Humans live in a state between, and require a lens through which to view, envision, imagine and discern not only the acts and attitudes they hold and express, but also the world in which we/they live. And, both of those universes, the individual human psyche and the ‘anima mundi’ (cultural consciousness), from Hillman’s perspective, are neither static nor developmentally programmed for improvement, enhancement and ‘individuation’ as a process of being and becoming ‘whole’. It is this very truth, that such empirically theorized and researched academic psychologies uphold, reinforce, and pedagogically disperse, either deny or refuse to acknowledge. There is a kind of detachment, not only from the traditional theory and practice of psychology, according to Hillman, but it says here, among Christian theologians and ecclesial leadership, that subscribes to this denial and/or refusal.
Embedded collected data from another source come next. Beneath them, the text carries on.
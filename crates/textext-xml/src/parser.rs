//! XML parser that builds owned, namespace-resolved [`XmlDocument`] trees.

use crate::types::XML_NS;
use crate::{
    Error, NamespaceDecl, Result, XmlAttribute, XmlDocument, XmlElement, XmlMisc, XmlName,
    XmlNode,
};
use quick_xml::Reader;
use quick_xml::events::{BytesEnd, BytesStart, BytesText, Event};

/// Parse XML from a string, producing an [`XmlDocument`].
///
/// Element and attribute names are resolved against the namespace
/// declarations in scope; the prefixes used in the source are kept as
/// hints for serialization.
///
/// # Example
///
/// ```rust
/// use textext_xml::{parse, SVG_NS};
///
/// let doc = parse(r#"<svg xmlns="http://www.w3.org/2000/svg"><g id="a"/></svg>"#).unwrap();
/// assert!(doc.root.is(Some(SVG_NS), "svg"));
/// assert_eq!(doc.root.elements().next().unwrap().id(), Some("a"));
/// ```
///
/// # Errors
///
/// Returns an error if the XML is malformed, uses an undeclared prefix, or
/// has no document element.
pub fn parse(content: &str) -> Result<XmlDocument> {
    XmlParser::new(content).parse()
}

/// Internal parser state.
struct XmlParser<'a> {
    /// The quick-xml reader.
    reader: Reader<&'a [u8]>,

    /// Stack of elements being built.
    stack: Vec<BuildNode>,

    /// In-scope namespace bindings, innermost last.
    scope: Vec<NamespaceDecl>,
}

/// A node being constructed during parsing.
struct BuildNode {
    /// Raw (prefixed) element name, for end-tag matching.
    raw_name: String,

    element: XmlElement,

    /// Length of `scope` before this element's declarations were pushed.
    scope_mark: usize,
}

impl<'a> XmlParser<'a> {
    fn new(source: &'a str) -> Self {
        let mut reader = Reader::from_str(source);
        reader.config_mut().trim_text_start = false;
        reader.config_mut().trim_text_end = false;

        Self {
            reader,
            stack: Vec::new(),
            scope: vec![NamespaceDecl {
                prefix: Some("xml".to_string()),
                uri: XML_NS.to_string(),
            }],
        }
    }

    fn parse(&mut self) -> Result<XmlDocument> {
        let mut prolog = Vec::new();
        let mut epilog = Vec::new();
        let mut root: Option<XmlElement> = None;

        loop {
            let event_start = self.reader.buffer_position();

            let event = self.reader.read_event().map_err(|e| Error::XmlSyntax {
                message: e.to_string(),
                position: Some(self.reader.error_position()),
            })?;

            match event {
                Event::Start(e) => {
                    self.handle_start(&e)?;
                }
                Event::End(e) => {
                    let element = self.handle_end(&e)?;
                    self.attach(element, &mut root)?;
                }
                Event::Empty(e) => {
                    let (element, scope_mark) = self.handle_start_or_empty(&e)?;
                    self.scope.truncate(scope_mark);
                    self.attach(element, &mut root)?;
                }
                Event::Text(e) => {
                    self.handle_text(&e, event_start)?;
                }
                Event::CData(e) => {
                    let text = String::from_utf8_lossy(&e).into_owned();
                    self.push_child(XmlNode::CData(text), event_start)?;
                }
                Event::Comment(e) => {
                    let text = String::from_utf8_lossy(&e).into_owned();
                    self.push_misc_or_child(
                        XmlMisc::Comment(text.clone()),
                        XmlNode::Comment(text),
                        root.is_some(),
                        &mut prolog,
                        &mut epilog,
                    );
                }
                Event::PI(e) => {
                    let text = String::from_utf8_lossy(&e).into_owned();
                    self.push_misc_or_child(
                        XmlMisc::ProcessingInstruction(text.clone()),
                        XmlNode::ProcessingInstruction(text),
                        root.is_some(),
                        &mut prolog,
                        &mut epilog,
                    );
                }
                Event::Decl(e) => {
                    prolog.push(XmlMisc::Declaration(
                        String::from_utf8_lossy(&e).into_owned(),
                    ));
                }
                Event::DocType(e) => {
                    prolog.push(XmlMisc::DocType(String::from_utf8_lossy(&e).into_owned()));
                }
                Event::Eof => break,
            }
        }

        // Check for unclosed elements
        if let Some(node) = self.stack.last() {
            return Err(Error::UnexpectedEof {
                expected: format!("closing tag </{}>", node.raw_name),
            });
        }

        let root = root.ok_or(Error::EmptyDocument)?;
        Ok(XmlDocument {
            prolog,
            root,
            epilog,
        })
    }

    fn attach(&mut self, element: XmlElement, root: &mut Option<XmlElement>) -> Result<()> {
        match self.stack.last_mut() {
            Some(parent) => {
                parent.element.push_element(element);
                Ok(())
            }
            None if root.is_some() => Err(Error::MultipleRoots),
            None => {
                *root = Some(element);
                Ok(())
            }
        }
    }

    fn push_child(&mut self, node: XmlNode, event_start: u64) -> Result<()> {
        match self.stack.last_mut() {
            Some(parent) => {
                parent.element.children.push(node);
                Ok(())
            }
            None => Err(Error::XmlSyntax {
                message: "character data outside the document element".to_string(),
                position: Some(event_start),
            }),
        }
    }

    fn push_misc_or_child(
        &mut self,
        misc: XmlMisc,
        node: XmlNode,
        after_root: bool,
        prolog: &mut Vec<XmlMisc>,
        epilog: &mut Vec<XmlMisc>,
    ) {
        match self.stack.last_mut() {
            Some(parent) => parent.element.children.push(node),
            None if after_root => epilog.push(misc),
            None => prolog.push(misc),
        }
    }

    fn handle_start(&mut self, e: &BytesStart<'_>) -> Result<()> {
        let raw_name = String::from_utf8_lossy(e.name().as_ref()).into_owned();
        let (element, scope_mark) = self.handle_start_or_empty(e)?;
        self.stack.push(BuildNode {
            raw_name,
            element,
            scope_mark,
        });
        Ok(())
    }

    /// Build the element for a start or empty tag. The element's namespace
    /// declarations stay pushed on `scope`; the returned mark restores it.
    fn handle_start_or_empty(&mut self, e: &BytesStart<'_>) -> Result<(XmlElement, usize)> {
        let scope_mark = self.scope.len();
        let mut namespaces = Vec::new();
        let mut raw_attributes = Vec::new();

        for attr_result in e.attributes() {
            let attr = attr_result?;
            let key = String::from_utf8_lossy(attr.key.as_ref()).into_owned();
            let value = attr
                .unescape_value()
                .map_err(|err| Error::XmlSyntax {
                    message: format!("Invalid attribute value: {}", err),
                    position: None,
                })?
                .into_owned();

            if key == "xmlns" {
                namespaces.push(NamespaceDecl {
                    prefix: None,
                    uri: value,
                });
            } else if let Some(prefix) = key.strip_prefix("xmlns:") {
                namespaces.push(NamespaceDecl {
                    prefix: Some(prefix.to_string()),
                    uri: value,
                });
            } else {
                raw_attributes.push((key, value));
            }
        }

        // Declarations apply to the element's own name and attributes
        self.scope.extend(namespaces.iter().cloned());

        let raw_name = String::from_utf8_lossy(e.name().as_ref()).into_owned();
        let name = self.resolve_element_name(&raw_name)?;

        let mut attributes = Vec::with_capacity(raw_attributes.len());
        for (key, value) in raw_attributes {
            attributes.push(XmlAttribute {
                name: self.resolve_attribute_name(&key)?,
                value,
            });
        }

        Ok((
            XmlElement {
                name,
                namespaces,
                attributes,
                children: Vec::new(),
            },
            scope_mark,
        ))
    }

    fn handle_end(&mut self, e: &BytesEnd<'_>) -> Result<XmlElement> {
        let end_name = String::from_utf8_lossy(e.name().as_ref()).into_owned();

        let node = self.stack.pop().ok_or_else(|| Error::InvalidStructure {
            message: format!("Unexpected closing tag </{}>", end_name),
        })?;

        // Verify tag names match
        if node.raw_name != end_name {
            return Err(Error::MismatchedEndTag {
                expected: node.raw_name,
                found: end_name,
            });
        }

        self.scope.truncate(node.scope_mark);
        Ok(node.element)
    }

    fn handle_text(&mut self, e: &BytesText<'_>, event_start: u64) -> Result<()> {
        let text = e
            .unescape()
            .map_err(|err| Error::XmlSyntax {
                message: format!("Invalid text content: {}", err),
                position: Some(event_start),
            })?
            .into_owned();

        // Whitespace between prolog items and around the root is not content
        if self.stack.is_empty() && text.trim().is_empty() {
            return Ok(());
        }
        self.push_child(XmlNode::Text(text), event_start)
    }

    fn lookup(&self, prefix: Option<&str>) -> Option<&str> {
        self.scope
            .iter()
            .rev()
            .find(|decl| decl.prefix.as_deref() == prefix)
            .map(|decl| decl.uri.as_str())
    }

    fn resolve_element_name(&self, raw: &str) -> Result<XmlName> {
        match raw.split_once(':') {
            Some((prefix, local)) => {
                let uri = self.lookup(Some(prefix)).ok_or_else(|| Error::UnboundPrefix {
                    prefix: prefix.to_string(),
                })?;
                Ok(XmlName::prefixed(uri, prefix, local))
            }
            None => Ok(match self.lookup(None) {
                Some(uri) if !uri.is_empty() => XmlName::namespaced(uri, raw),
                _ => XmlName::local(raw),
            }),
        }
    }

    fn resolve_attribute_name(&self, raw: &str) -> Result<XmlName> {
        match raw.split_once(':') {
            Some((prefix, local)) => {
                let uri = self.lookup(Some(prefix)).ok_or_else(|| Error::UnboundPrefix {
                    prefix: prefix.to_string(),
                })?;
                Ok(XmlName::prefixed(uri, prefix, local))
            }
            // Unprefixed attributes never take the default namespace
            None => Ok(XmlName::local(raw)),
        }
    }
}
Succumbing to the prevalent, exhortatory and too often affirmed ‘triumphal’ and some metaphoric psychological hard drive to ‘holiness’ and ‘sanctification’ and more and ethical purity among disciples of God, has installed blinders on the Christian faith.
Hillman’s invitation to a far more open, honest and courageous lens that views our many deep and dark absurdities and inconsistencies and incongruities, from a perspective of the various voices of gods, goddesses and myths that together form an unconscious chorus within, neither negates a religion, a God, or a worship of that deity. Rather, it offers an intermediate step of psychic perception that relies on the human imagination, as the first ‘lens’ through which to view any and all of our personal crises. Myths and the gods and goddesses in their ‘objective correlatives’ of story, do not comply with a superficial and glib moral judgement. And, as Hillman would have us begin to envision, neither do we. And the razor-edge of such a potential judgement on each and every act, with that sky-hanging golden ‘ring’ of the hero hanging over each of us, from the perspective of our culture, renders each of us victim to our own concepts of who we are, and how we relate to the universe, including whatever deity is our preferred deity.
Of course, the Neoplatonic perspective suffers obliteration from the perceptions of an empirical, literal, nominal cultural and religious, legal and medical lens. And, Hillman’s valiant efforts to restore it, along with those like Blake upon whose shoulders Hillman walks, warrant serious consideration and reflection by those whose lives are dedicated to illuminating their own and others’ journey in search of God.
Not only was a castigating voice dumped into the conversation at the word ‘myth,’ an even more suspicious and condescending voice erupted when the word God was associated with the pronoun ‘she’ as if masculinity were the only form fitting for a deity. Imprisoned a lens that seeks and permits only ‘literal’ words, literal concepts, and diagnostic nominalisms, faith and culture are robbed of their inherent life and imagination, fitting perhaps to those who seek complete control, but reprehensible for those of us still trying to breathe with our whole beings.